Down in Beppu proper, we checked out highway bus scheules and fare (I'm writing this on the bus at this moment actaully) then stopped for lunch at a cafe. Now I'm the first to admit that my Japanese isn't fluent, but man if "fuwa fuwa" doesn't mean "fluffy" like I always thought, then how on earth did the sales clerks at the supermarket manage to direct me to the fabric softener when I said I wanted to make my clothes "fuwa fuwa" rather than look at me like I was crazy and direct me down to the food floor. Because obviously "fuwa fuwa" doesn't mean "fluffy" but really means "chock full o' shrimp" -because what else in the item "グリルチケンとふわふわ卵イタリアンサンド” (grilled chicken and "fuwa fuwa" egg italian sandwich) would explain the mayo and shrimp mixture with the eggs that I stupidly took three bites of before realizing the stuff oozing out the sides was not tomato or red pepper at all but some sort of meat and that I wasn't feeling so hot. Up to the counter where I pointed to the mystery meat and asking what it was, praying it was crab, heard the dreaded word...shrimp. After letting that awful prognosis run around my mind for a moment, I quietly explained I was allergic to shrimp and gave the sandwich back. I did get a refund and the hovering staff member who wrung his hands while I discussed with mom what might be best appologised profusely and listened to my mini lecture about the dangers of not writing on menus if there is shellfish in a dish with much appologising but little in the way of indicating that anything would be done to correct such things in the future. Oh well. I'm just praying the next person with a shellfish allergy that walks in isn't one who's throat swells up. THough perhaps such an incident would get it through to them that things need to be properly labelled.

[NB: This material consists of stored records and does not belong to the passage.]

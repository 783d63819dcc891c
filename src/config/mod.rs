//! Configuration types for the source provider.
//!
//! This module provides:
//! - `ProviderOptions`: Acquisition factory and teardown behavior of a provider
//! - `ProviderSettings`: The serializable part of the options, loadable from JSON/YAML

mod options;
mod settings;

pub use options::ProviderOptions;
pub use settings::ProviderSettings;
//! Runtime options of a source provider.

use std::fmt;
use std::sync::Arc;

use super::ProviderSettings;
use crate::instance::InstanceFactory;

/// Options a [`LocalSourceProvider`](crate::LocalSourceProvider) is built from.
pub struct ProviderOptions<I: ?Sized> {
    acquire: Arc<dyn InstanceFactory<I>>,
    auto_destroy: Option<bool>,
    name: Option<String>,
}

impl<I: ?Sized> ProviderOptions<I> {
    /// Create options acquiring the backing instance through `factory`.
    pub fn new<F>(factory: F) -> Self
    where
        F: InstanceFactory<I> + 'static,
    {
        Self {
            acquire: Arc::new(factory),
            auto_destroy: None,
            name: None,
        }
    }

    /// Build options from parsed settings plus the acquisition factory.
    pub fn from_settings<F>(settings: ProviderSettings, factory: F) -> Self
    where
        F: InstanceFactory<I> + 'static,
    {
        Self {
            acquire: Arc::new(factory),
            auto_destroy: settings.auto_destroy,
            name: settings.name,
        }
    }

    /// Set whether `close` destroys the backing instance.
    pub fn with_auto_destroy(mut self, auto_destroy: bool) -> Self {
        self.auto_destroy = Some(auto_destroy);
        self
    }

    /// Override the provider name.
    pub fn with_name(mut self, name: impl Into<String>) -> Self {
        self.name = Some(name.into());
        self
    }

    /// The factory `bootstrap` acquires the backing instance through.
    pub fn factory(&self) -> &Arc<dyn InstanceFactory<I>> {
        &self.acquire
    }

    pub fn name(&self) -> Option<&str> {
        self.name.as_deref()
    }

    /// Resolved auto-destroy flag: only an explicit `false` disables it.
    pub fn auto_destroy(&self) -> bool {
        matches!(self.auto_destroy, None | Some(true))
    }
}

impl<I: ?Sized> Clone for ProviderOptions<I> {
    fn clone(&self) -> Self {
        Self {
            acquire: Arc::clone(&self.acquire),
            auto_destroy: self.auto_destroy,
            name: self.name.clone(),
        }
    }
}

impl<I: ?Sized> fmt::Debug for ProviderOptions<I> {
    fn fmt(&self, f: &mut fmt::Formatter<'_>) -> fmt::Result {
        f.debug_struct("ProviderOptions")
            .field("auto_destroy", &self.auto_destroy)
            .field("name", &self.name)
            .finish_non_exhaustive()
    }
}
//! Tests for StreamError.

use std::error::Error;

use crate::error::StreamError;
use crate::stage::TransferStage;

#[test]
fn display_prefixes_stage() {
    let err = StreamError::new(TransferStage::Configuration, "webhook table missing");
    assert_eq!(err.to_string(), "[configuration] webhook table missing");
}

#[test]
fn source_is_underlying_error() {
    let io = std::io::Error::new(std::io::ErrorKind::UnexpectedEof, "truncated row");
    let err = StreamError::new(TransferStage::Entities, io);

    assert_eq!(err.stage, TransferStage::Entities);
    let source = err.source().expect("source should be set");
    assert_eq!(source.to_string(), "truncated row");
}
//! Stream composition primitives.
//!
//! A [`Pipeline`] starts from a producer stream and threads it through any
//! number of [`StreamStage`]s, each of which may change the item type:
//!
//! ```rust,ignore
//! let stream = Pipeline::new(producer)
//!     .pipe(StageCounter::new(TransferStage::Entities, results.clone()))
//!     .pipe(MapStage::new(|raw: RawEntity| Ok(Entity::from(raw))))
//!     .into_stream();
//! ```
//!
//! Stages are lazy adapters over the upstream stream: nothing is pulled from
//! upstream until the caller polls, and no stage holds more than the item it
//! is currently forwarding. Errors and end-of-stream pass through untouched,
//! and the composed stream stops after the first error.

mod counter;

pub use counter::StageCounter;

use futures::stream::{self, BoxStream, StreamExt};

use crate::error::StreamError;

/// A boxed, owned stream of records.
pub type RecordStream<T> = BoxStream<'static, Result<T, StreamError>>;

/// A boxed stage taking `In` records and yielding `Out` records.
pub type BoxStage<In, Out> = Box<dyn StreamStage<In, Output = Out>>;

/// One step of a pipeline: wraps an upstream stream into a downstream one.
pub trait StreamStage<In>: Send {
    type Output;

    fn apply(self: Box<Self>, input: RecordStream<In>) -> RecordStream<Self::Output>;
}

/// Ordered composition of a producer and the stages applied to it.
pub struct Pipeline<T> {
    stream: RecordStream<T>,
    stages: usize,
}

impl<T: Send + 'static> Pipeline<T> {
    /// Start a pipeline from a producer stream.
    pub fn new(producer: RecordStream<T>) -> Self {
        Self {
            stream: producer,
            stages: 0,
        }
    }

    /// Append a stage.
    pub fn pipe<S>(self, stage: S) -> Pipeline<S::Output>
    where
        S: StreamStage<T> + 'static,
    {
        self.pipe_boxed(Box::new(stage))
    }

    /// Append an already boxed stage.
    pub fn pipe_boxed<U>(self, stage: BoxStage<T, U>) -> Pipeline<U> {
        Pipeline {
            stream: stage.apply(self.stream),
            stages: self.stages + 1,
        }
    }

    /// Number of stages appended after the producer.
    pub fn len(&self) -> usize {
        self.stages
    }

    pub fn is_empty(&self) -> bool {
        self.stages == 0
    }

    /// Finish the pipeline. The resulting stream ends right after the first
    /// error it yields, and upstream is not polled again after that error.
    pub fn into_stream(self) -> RecordStream<T> {
        stream::unfold(Some(self.stream), |upstream| async move {
            let mut upstream = upstream?;
            let item = upstream.next().await?;
            // Dropping upstream on error keeps later records from reaching
            // any stage, counters included.
            let rest = if item.is_err() { None } else { Some(upstream) };
            Some((item, rest))
        })
        .boxed()
    }
}

/// Stage built from a closure over the whole upstream stream.
pub struct FnStage<F> {
    f: F,
}

impl<F> FnStage<F> {
    pub fn new<In, Out>(f: F) -> Self
    where
        F: FnOnce(RecordStream<In>) -> RecordStream<Out> + Send,
    {
        Self { f }
    }
}

impl<In, Out, F> StreamStage<In> for FnStage<F>
where
    F: FnOnce(RecordStream<In>) -> RecordStream<Out> + Send,
{
    type Output = Out;

    fn apply(self: Box<Self>, input: RecordStream<In>) -> RecordStream<Out> {
        (self.f)(input)
    }
}

/// Stage mapping each record through a fallible closure.
///
/// A mapping failure is yielded in place of the record; upstream errors are
/// forwarded as they are.
pub struct MapStage<F> {
    f: F,
}

impl<F> MapStage<F> {
    pub fn new<In, Out>(f: F) -> Self
    where
        F: FnMut(In) -> Result<Out, StreamError> + Send + 'static,
    {
        Self { f }
    }
}

impl<In, Out, F> StreamStage<In> for MapStage<F>
where
    In: Send + 'static,
    Out: Send + 'static,
    F: FnMut(In) -> Result<Out, StreamError> + Send + 'static,
{
    type Output = Out;

    fn apply(self: Box<Self>, input: RecordStream<In>) -> RecordStream<Out> {
        let mut f = self.f;
        input.map(move |item| item.and_then(&mut f)).boxed()
    }
}
//! The backing system a source provider reads from.
//!
//! This module provides:
//! - `BackingInstance`: Schema registry and teardown of a running instance
//! - `InstanceFactory`: Asynchronous acquisition of an instance
//! - `SourceStreams`: Record producers reading from an instance
//! - `EntityTransform`: The default reshaping of raw entities
//! - In-memory implementations for testing

mod memory;
mod transform;

pub use memory::{InMemoryInstance, InMemoryStreams};
pub use transform::EntityTransform;

use std::fmt::Debug;
use std::future::Future;
use std::sync::Arc;

use async_trait::async_trait;

use crate::error::BoxError;
use crate::pipeline::{BoxStage, RecordStream};
use crate::record::{ConfigurationEntry, Entity, Link, RawEntity, Schema};

/// A running instance of the content-management system.
#[async_trait]
pub trait BackingInstance: Send + Sync + Debug + 'static {
    /// Every content-type schema, in registry order.
    fn content_types(&self) -> Vec<Schema>;

    /// Every reusable-component schema, in registry order.
    fn components(&self) -> Vec<Schema>;

    /// Shut the instance down and release its resources.
    async fn destroy(&self) -> Result<(), BoxError>;
}

/// Produces the backing instance a provider bootstraps with.
#[async_trait]
pub trait InstanceFactory<I: ?Sized>: Send + Sync {
    async fn acquire(&self) -> Result<Arc<I>, BoxError>;
}

#[async_trait]
impl<I, F, Fut> InstanceFactory<I> for F
where
    I: ?Sized + Send + Sync + 'static,
    F: Fn() -> Fut + Send + Sync,
    Fut: Future<Output = Result<Arc<I>, BoxError>> + Send + 'static,
{
    async fn acquire(&self) -> Result<Arc<I>, BoxError> {
        (self)().await
    }
}

/// Factories for the raw record streams of a backing instance.
pub trait SourceStreams<I: ?Sized>: Send + Sync {
    fn entities(&self, instance: &Arc<I>) -> RecordStream<RawEntity>;

    fn links(&self, instance: &Arc<I>) -> RecordStream<Link>;

    fn configuration(&self, instance: &Arc<I>) -> RecordStream<ConfigurationEntry>;

    /// Stage reshaping raw entities into transfer records.
    fn entity_transform(&self) -> BoxStage<RawEntity, Entity> {
        Box::new(EntityTransform)
    }
}
use std::env;
use std::fs;
use std::sync::Arc;

use cms_transfer_source::{
    BoxError, InMemoryInstance, InMemoryStreams, ProviderOptions, ProviderSettings, RawEntity,
    Schema, SourceProvider, create_local_source_provider,
};
use futures::stream::TryStreamExt;
use serde_json::{Map, json};
use tracing_subscriber::EnvFilter;

fn init_logging() {
    let env_filter = EnvFilter::try_from_default_env().unwrap_or_else(|_| EnvFilter::new("info"));

    tracing_subscriber::fmt()
        .with_env_filter(env_filter)
        .with_target(false)
        .init();
}

fn demo_instance() -> InMemoryInstance {
    let entities = (1..=3)
        .map(|id| {
            let mut entity = Map::new();
            entity.insert("id".into(), json!(id));
            entity.insert("title".into(), json!(format!("Article {id}")));
            RawEntity::new("api::article.article", entity)
        })
        .collect();

    InMemoryInstance::new()
        .with_content_types(vec![Schema::content_type("api::article.article")])
        .with_components(vec![Schema::component("shared.seo")])
        .with_entities(entities)
}

async fn run() -> Result<(), BoxError> {
    // Optional JSON settings file as the first argument.
    let settings = match env::args().nth(1) {
        Some(path) => ProviderSettings::from_json_str(&fs::read_to_string(path)?)?,
        None => ProviderSettings::default(),
    };

    let instance = Arc::new(demo_instance());
    let factory = move || {
        let instance = Arc::clone(&instance);
        async move { Ok::<_, BoxError>(instance) }
    };

    let mut provider = create_local_source_provider(
        ProviderOptions::from_settings(settings, factory),
        InMemoryStreams::new(),
    );
    provider.bootstrap().await?;

    let schemas = provider.get_schemas()?;
    let entities: Vec<_> = provider.stream_entities()?.try_collect().await?;
    let links: Vec<_> = provider.stream_links()?.try_collect().await?;
    let configuration: Vec<_> = provider.stream_configuration()?.try_collect().await?;

    tracing::info!(
        schemas = schemas.len(),
        entities = entities.len(),
        links = links.len(),
        configuration = configuration.len(),
        "transfer drained"
    );
    println!("{}", serde_json::to_string_pretty(provider.results())?);

    provider.close().await?;
    Ok(())
}

fn main() {
    init_logging();
    if let Err(e) = run_blocking() {
        eprintln!("cms-source-demo error: {e}");
        std::process::exit(1);
    }
}

fn run_blocking() -> Result<(), BoxError> {
    let rt = tokio::runtime::Builder::new_current_thread()
        .enable_all()
        .build()?;
    rt.block_on(run())
}
//! Source providers.
//!
//! This module provides:
//! - `SourceProvider`: The contract a transfer engine reads through
//! - `LocalSourceProvider`: A provider reading from a backing instance it bootstraps
//! - `InstanceState`: Lifecycle of that backing instance

mod local;
mod state;

pub use local::{DEFAULT_PROVIDER_NAME, LocalSourceProvider};
pub use state::InstanceState;

use async_trait::async_trait;
use serde_json::Value;

use crate::error::ProviderError;
use crate::pipeline::RecordStream;
use crate::record::{ConfigurationEntry, Entity, Link, Schema};
use crate::results::TransferResults;
use crate::stage::ProviderType;

/// Source side of a transfer.
///
/// `bootstrap` must complete before any stream or schema operation; those
/// fail immediately with a usage error otherwise. Streams are independent
/// and may be drained concurrently.
#[async_trait]
pub trait SourceProvider: Send + Sync {
    fn name(&self) -> &str;

    fn provider_type(&self) -> ProviderType {
        ProviderType::Source
    }

    /// Acquire the backing instance.
    async fn bootstrap(&mut self) -> Result<(), ProviderError>;

    /// Release the backing instance.
    async fn close(&mut self) -> Result<(), ProviderError>;

    /// Transfer metadata. Not provided by any source yet.
    async fn get_metadata(&self) -> Option<Value>;

    /// All content-type schemas followed by all component schemas.
    fn get_schemas(&self) -> Result<Vec<Schema>, ProviderError>;

    fn stream_entities(&self) -> Result<RecordStream<Entity>, ProviderError>;

    fn stream_links(&self) -> Result<RecordStream<Link>, ProviderError>;

    fn stream_configuration(&self) -> Result<RecordStream<ConfigurationEntry>, ProviderError>;

    fn stream_schemas(&self) -> Result<RecordStream<Schema>, ProviderError>;

    /// Per-stage item counts so far.
    fn results(&self) -> &TransferResults;
}
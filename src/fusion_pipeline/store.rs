//! Latest-frame store shared by the two notification handlers.
//!
//! Only the newest camera frame is kept. Writers swap in a new `Arc` under a
//! short lock; readers clone the handle, so a fusion cycle keeps working on
//! the frame it started with even if a newer one lands meanwhile.

use std::sync::{Arc, Mutex, MutexGuard};

use crate::fusion_pipeline::frame::types::CameraFrame;

#[derive(Debug)]
pub struct FrameStore {
    camera: Mutex<Arc<CameraFrame>>,
}

impl FrameStore {
    /// Store seeded with an all-black camera frame of the given size.
    pub fn new(width: u32, height: u32) -> Self {
        Self::with_camera(CameraFrame::blank(width, height))
    }

    pub fn with_camera(frame: CameraFrame) -> Self {
        Self {
            camera: Mutex::new(Arc::new(frame)),
        }
    }

    // The guarded value is a whole `Arc` at all times; poisoning is ignored.
    fn lock(&self) -> MutexGuard<'_, Arc<CameraFrame>> {
        self.camera.lock().unwrap_or_else(|poisoned| poisoned.into_inner())
    }

    pub fn camera(&self) -> Arc<CameraFrame> {
        Arc::clone(&self.lock())
    }

    pub fn replace_camera(&self, frame: CameraFrame) {
        *self.lock() = Arc::new(frame);
    }
}
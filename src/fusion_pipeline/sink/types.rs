//! Sink configuration types

/// TIFF compression methods
#[derive(Debug, Clone, Copy, Default, PartialEq, Eq)]
pub enum TiffCompression {
    /// No compression (fastest, largest output)
    #[default]
    None,
    /// LZW compression
    Lzw,
    /// Deflate compression - fast level
    DeflateFast,
    /// Deflate compression - balanced
    DeflateBalanced,
    /// Deflate compression - best compression (slower)
    DeflateBest,
}
use std::fmt;

use thiserror::Error;

/// The input stream a frame arrived on.
#[derive(Debug, Clone, Copy, PartialEq, Eq)]
pub enum StreamKind {
    Camera,
    Thermal,
}

impl fmt::Display for StreamKind {
    fn fmt(&self, f: &mut fmt::Formatter<'_>) -> fmt::Result {
        match self {
            StreamKind::Camera => write!(f, "camera"),
            StreamKind::Thermal => write!(f, "thermal"),
        }
    }
}

#[derive(Error, Debug)]
pub enum FusionError {
    #[error("Unexpected {stream} frame format: expected {expected}, got {actual}")]
    Format {
        stream: StreamKind,
        expected: String,
        actual: String,
    },

    #[error("Dimension mismatch: camera {camera:?}, aligned thermal {thermal:?}")]
    DimensionMismatch {
        camera: (u32, u32),
        thermal: (u32, u32),
    },

    #[error("Sampling region is empty for a {width}x{height} thermal frame")]
    DegenerateRegion { width: u32, height: u32 },

    #[error("Invalid configuration: {0}")]
    Configuration(String),

    #[error("Failed to publish composite frame: {0}")]
    Publish(String),

    #[error("Failed to encode TIFF image: {0}")]
    EncodeError(String),

    #[error("IO error: {0}")]
    Io(#[from] std::io::Error),
}

impl FusionError {
    pub(crate) fn format(
        stream: StreamKind,
        expected: impl Into<String>,
        actual: impl Into<String>,
    ) -> Self {
        FusionError::Format {
            stream,
            expected: expected.into(),
            actual: actual.into(),
        }
    }
}

pub type Result<T> = std::result::Result<T, FusionError>;
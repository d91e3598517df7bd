//! Transport-level image message

use std::fmt;

use crate::fusion_pipeline::frame::types::FrameHeader;

/// Pixel encodings a frame source may announce.
#[derive(Debug, Clone, Copy, PartialEq, Eq)]
pub enum Encoding {
    Mono8,
    Mono16,
    Rgb8,
    Bgr8,
}

impl Encoding {
    /// Parses the transport's encoding name. `8UC1` and `16UC1` are accepted as
    /// aliases of the mono encodings.
    pub fn parse(name: &str) -> Option<Self> {
        match name {
            "mono8" | "8UC1" => Some(Encoding::Mono8),
            "mono16" | "16UC1" => Some(Encoding::Mono16),
            "rgb8" => Some(Encoding::Rgb8),
            "bgr8" => Some(Encoding::Bgr8),
            _ => None,
        }
    }

    pub fn name(&self) -> &'static str {
        match self {
            Encoding::Mono8 => "mono8",
            Encoding::Mono16 => "mono16",
            Encoding::Rgb8 => "rgb8",
            Encoding::Bgr8 => "bgr8",
        }
    }

    pub fn channels(&self) -> usize {
        match self {
            Encoding::Mono8 | Encoding::Mono16 => 1,
            Encoding::Rgb8 | Encoding::Bgr8 => 3,
        }
    }

    /// Bits per channel sample.
    pub fn bit_depth(&self) -> usize {
        self.bytes_per_pixel() * 8 / self.channels()
    }

    pub fn bytes_per_pixel(&self) -> usize {
        match self {
            Encoding::Mono8 => 1,
            Encoding::Mono16 => 2,
            Encoding::Rgb8 | Encoding::Bgr8 => 3,
        }
    }
}

impl fmt::Display for Encoding {
    fn fmt(&self, f: &mut fmt::Formatter<'_>) -> fmt::Result {
        write!(f, "{} ({} channel, {}-bit)", self.name(), self.channels(), self.bit_depth())
    }
}

/// Image as delivered by a frame source: packed rows of `step` bytes each.
#[derive(Debug, Clone, Default, PartialEq)]
pub struct ImageMessage {
    pub header: FrameHeader,
    pub width: u32,
    pub height: u32,
    /// Encoding name as announced by the source (e.g. `mono8`, `mono16`)
    pub encoding: String,
    /// Byte order of multi-byte samples
    pub is_bigendian: bool,
    /// Row length in bytes, including any padding
    pub step: u32,
    pub data: Vec<u8>,
}

impl ImageMessage {
    /// Tightly packed mono8 message.
    pub fn mono8(header: FrameHeader, width: u32, height: u32, data: Vec<u8>) -> Self {
        Self {
            header,
            width,
            height,
            encoding: Encoding::Mono8.name().to_string(),
            is_bigendian: false,
            step: width,
            data,
        }
    }

    /// Tightly packed little-endian mono16 message.
    pub fn mono16(header: FrameHeader, width: u32, height: u32, samples: &[u16]) -> Self {
        Self {
            header,
            width,
            height,
            encoding: Encoding::Mono16.name().to_string(),
            is_bigendian: false,
            step: width * 2,
            data: samples.iter().flat_map(|s| s.to_le_bytes()).collect(),
        }
    }
}
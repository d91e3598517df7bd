//! Frame data types

use image::{GrayImage, ImageBuffer, Luma, RgbImage};

/// Single-channel 16-bit raw thermal samples
pub type ThermalImage = ImageBuffer<Luma<u16>, Vec<u16>>;

/// Thermal image mapped to 8-bit intensities, same size as the raw frame
pub type NormalizedThermalFrame = GrayImage;

/// Normalized thermal image remapped onto the camera's pixel grid
pub type AlignedThermalFrame = GrayImage;

/// Transport metadata carried alongside a frame.
///
/// The pipeline never interprets it; a composite inherits the header of the
/// thermal frame that triggered it.
#[derive(Debug, Clone, Default, PartialEq, Eq)]
pub struct FrameHeader {
    /// Sequence number assigned by the transport
    pub seq: u32,
    /// Capture timestamp in nanoseconds since the transport's epoch
    pub stamp_nanos: u64,
    /// Sensor frame identifier
    pub frame_id: String,
}

/// Visible-light frame (8-bit, single channel)
#[derive(Debug, Clone, PartialEq)]
pub struct CameraFrame {
    pub header: FrameHeader,
    pub image: GrayImage,
}

impl CameraFrame {
    pub fn new(header: FrameHeader, image: GrayImage) -> Self {
        Self { header, image }
    }

    /// All-black frame, used before the first camera frame arrives.
    pub fn blank(width: u32, height: u32) -> Self {
        Self {
            header: FrameHeader::default(),
            image: GrayImage::new(width, height),
        }
    }

    pub fn dimensions(&self) -> (u32, u32) {
        self.image.dimensions()
    }
}

/// Raw thermal frame (16-bit, single channel)
#[derive(Debug, Clone, PartialEq)]
pub struct ThermalFrame {
    pub header: FrameHeader,
    pub image: ThermalImage,
}

impl ThermalFrame {
    pub fn new(header: FrameHeader, image: ThermalImage) -> Self {
        Self { header, image }
    }

    pub fn dimensions(&self) -> (u32, u32) {
        self.image.dimensions()
    }
}

/// Fused output frame: 3 channels, 8 bits each
#[derive(Debug, Clone, PartialEq)]
pub struct CompositeFrame {
    pub header: FrameHeader,
    pub image: RgbImage,
}

impl CompositeFrame {
    pub fn dimensions(&self) -> (u32, u32) {
        self.image.dimensions()
    }
}
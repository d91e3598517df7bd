//! Output sinks
//!
//! A sink receives ownership of every composite frame the pipeline emits.

mod channel_sink;
mod tiff_frame_sink;
pub mod types;
mod writer;

pub use channel_sink::ChannelSink;
pub use tiff_frame_sink::TiffFrameSink;
pub use types::TiffCompression;
pub use writer::FrameSink;
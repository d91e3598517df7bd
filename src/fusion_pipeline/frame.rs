//! Frame types exchanged between the fusion stages

pub mod types;

pub use types::{
    AlignedThermalFrame, CameraFrame, CompositeFrame, FrameHeader, NormalizedThermalFrame,
    ThermalFrame, ThermalImage,
};
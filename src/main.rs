use std::sync::{Arc, mpsc};
use std::thread::{self, JoinHandle};
use std::time::Duration;

use thermal_fusion_rs::fusion_pipeline::{
    ChannelSink, FrameHeader, FrameSink, FusionConfig, FusionPipeline, ImageMessage,
    SensorMessageDecoder, TiffCompression, TiffFrameSink,
};
use thermal_fusion_rs::logger;

use tracing::{info, warn};

const CAMERA_FRAMES: u32 = 90;
const THERMAL_FRAMES: u32 = 27;
const THERMAL_SIZE: (u32, u32) = (207, 156);

/// Moving horizontal gradient standing in for the visible camera.
fn synthetic_camera(seq: u32, width: u32, height: u32) -> ImageMessage {
    let data = (0..height)
        .flat_map(|_| (0..width).map(move |x| ((x + seq * 4) % 256) as u8))
        .collect();
    let header = FrameHeader { seq, stamp_nanos: u64::from(seq) * 33_333_333, frame_id: "usb_cam".to_string() };
    ImageMessage::mono8(header, width, height, data)
}

/// Warm background with a hot spot drifting across the thermal sensor.
fn synthetic_thermal(seq: u32) -> ImageMessage {
    let (width, height) = THERMAL_SIZE;
    let spot_x = (seq * 7) % width;
    let spot_y = height / 2;
    let samples: Vec<u16> = (0..height)
        .flat_map(|y| {
            (0..width).map(move |x| {
                let d2 = (x as i64 - spot_x as i64).pow(2) + (y as i64 - spot_y as i64).pow(2);
                if d2 < 15 * 15 { 0x8200 } else { 0x7f00 }
            })
        })
        .collect();
    let header = FrameHeader { seq, stamp_nanos: u64::from(seq) * 111_111_111, frame_id: "seek".to_string() };
    ImageMessage::mono16(header, width, height, &samples)
}

/// Feeds both synthetic streams into `pipeline` from their own threads.
fn spawn_sources<S>(
    pipeline: &Arc<FusionPipeline<SensorMessageDecoder, S>>,
) -> anyhow::Result<Vec<JoinHandle<()>>>
where
    S: FrameSink + Send + 'static,
{
    let (width, height) = pipeline.config().camera_dimensions();

    let camera_source = {
        let pipeline = Arc::clone(pipeline);
        thread::Builder::new().name("camera".into()).spawn(move || {
            for seq in 0..CAMERA_FRAMES {
                // rejections are already logged by the pipeline
                let _ = pipeline.on_camera_frame(&synthetic_camera(seq, width, height));
                thread::sleep(Duration::from_millis(33));
            }
        })?
    };

    let thermal_source = {
        let pipeline = Arc::clone(pipeline);
        thread::Builder::new().name("thermal".into()).spawn(move || {
            for seq in 0..THERMAL_FRAMES {
                let _ = pipeline.on_thermal_frame(&synthetic_thermal(seq));
                thread::sleep(Duration::from_millis(111));
            }
        })?
    };

    Ok(vec![camera_source, thermal_source])
}

fn join_sources(sources: Vec<JoinHandle<()>>) {
    for source in sources {
        if source.join().is_err() {
            warn!("A frame source thread panicked");
        }
    }
}

fn main() -> anyhow::Result<()> {
    logger::init();

    info!("Starting thermal fusion...");

    let config = FusionConfig::builder()
        .scale(0.7)
        .angle(0.0)
        .build();

    info!("Raw clamp: {:#06x}..{:#06x}", config.min_raw, config.max_raw);
    info!("Scale: {}, angle: {}", config.scale, config.angle);

    // `--tiff-stdout` streams every composite as a TIFF on stdout for a
    // downstream viewer; logs go to stderr in that mode.
    if std::env::args().any(|arg| arg == "--tiff-stdout") {
        let sink = TiffFrameSink::new(std::io::stdout(), TiffCompression::Lzw);
        let pipeline = Arc::new(FusionPipeline::new(config, sink)?);
        info!("Fusion pipeline initialized, publishing TIFF frames to stdout");

        let sources = spawn_sources(&pipeline)?;
        join_sources(sources);
    } else {
        let (tx, rx) = mpsc::channel();
        let pipeline = Arc::new(FusionPipeline::new(config, ChannelSink::new(tx))?);
        info!("Fusion pipeline initialized");

        let sources = spawn_sources(&pipeline)?;
        drop(pipeline);

        for composite in rx {
            let (w, h) = composite.dimensions();
            let hot = composite.image.pixels().filter(|p| p.0[2] == 255).count();
            info!(seq = composite.header.seq, "Composite {}x{}, {} saturated thermal pixels", w, h, hot);
        }

        join_sources(sources);
    }

    info!("All sources finished");
    Ok(())
}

Two tums later we decided to postpone the second onsen trip to later in the day and hightailed it back to the hotel for a siesta. I'm really grateful to the tums since I think between them and the small amount of shrimp I actaully ingested prevented me from actuallly tossing my cookies. Yeah! We decided at about 7 we were fit to go out again and went back to town for the postponed sandbaths at one of Beppu's oldest onsen, dating from the Meiji Era(1600-1868). Now our lonely planet is not the newest edition but the 2003 edition, which accounts a few of the surprises we got. (Though to be fair, even the most current edition led me astray once.) The prices were a bit higher, but oh well. The major change however was the change from sex segregated sand bathing to mixed and all that entailed. The lonely planet said this was one of the few places where you sand bathe sans yukata (ie totally nude) but since they opened up the bathing area yukata are now a must. So first mom and I don't see the procedure for bathing and start washing off like you do in any normal onsen...whoops. we were called out and we wrapped the yukata around us and hurried out and got our next surprise when we saw a guy already in the sand....a bit shyly I faced away and started to take off the yukata like it said in the guide but was quickly disabused of that notion and retied like a child by the attendant. Finally we get into the trench, properly in our yukata, and are buried. it would have been most excellent if not for two things. First, just like when I wear a kimono and have to pad my lower back for the obi to sit properly, it is apparent lying in this flat trench that the space between my lower back and the floor when I lie down is much larger than the average japanese, and suddenly I have about 30 pounds of wet sand pushing down on me and renforcing this fact. Second, really large and still painful (2 weeks later) bruises and hot rough wet sand do not mix. My consolation is that when we go do sand baths again in Ibutsuki, my bruise should be gone and I will know to shift some sand under me before they start pouring it on.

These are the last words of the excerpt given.